80歳を過ぎてからもバイタリティーを失わなかった。フジテレビ系「笑っていいとも!」にもレギュラー出演、明るい性格が親しまれた。時代の流れを的確につかみ、その時代の家族を丁寧に描き共感を得た。「渡る-」が生まれたのは「橋田文化財団」設立に向けた資金作りのため。その財団は89年に死去したTBSプロデューサーだった夫の遺志でもあった。今頃は天国で夫との再会を喜んでいるにちがいない。

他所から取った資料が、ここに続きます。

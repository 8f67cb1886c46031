//! Pattern 5: Extension Traits
//! Example: Adopting a Trait on i32 and f64
//!
//! Run with: cargo run --example p5_numeric_extensions

use guided_tour::{AbsoluteValue, ExampleProtocol};

fn main() {
    println!("=== i32 ===");
    println!("{}", 7_i32.simple_description());
    let mut seven: i32 = 7;
    println!("{}", seven.simple_description());
    seven.adjust();
    println!("{}", seven.simple_description());

    println!("\n=== f64 ===");
    let mut double: f64 = -12.34;
    println!("{}", double.simple_description());
    println!("absolute_value = {}", double.absolute_value());
    double.adjust();
    println!("{}", double.absolute_value().simple_description());

    println!("\n=== Idempotence ===");
    // Rounding twice changes nothing; adding 42 twice does.
    let mut x = 2.5_f64;
    x.adjust();
    let first = x;
    x.adjust();
    println!("2.5 -> {} -> {}", first, x);

    let mut n = 0_i32;
    n.adjust();
    let first = n;
    n.adjust();
    println!("0 -> {} -> {}", first, n);
}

◆橋田寿賀子(はしだ・すがこ)本名岩崎寿賀子。1925年(大14)5月10日、京城(現ソウル)生まれ。日本女子大国文科、早大芸術学科卒業。49年松竹脚本部入社。石井ふく子氏に出会い64年「愛と死を見つめて」や「ただいま11人」などTBS作品でヒットを生む。NHK「となりの芝生」では深刻化した持ち家、嫁姑問題、78年のNHK「夫婦」では老年期の親子関係を描き人気脚本家に。61年TBS勤務の岩崎嘉一氏(のち制作局局次長)と結婚。89年死別。88年紫綬褒章、20年文化勲章。92年、私財を投じて後進の育成を目的とした橋田文化財団を設立し、優れた脚本家、テレビ作品、俳優らに橋田賞を授与している。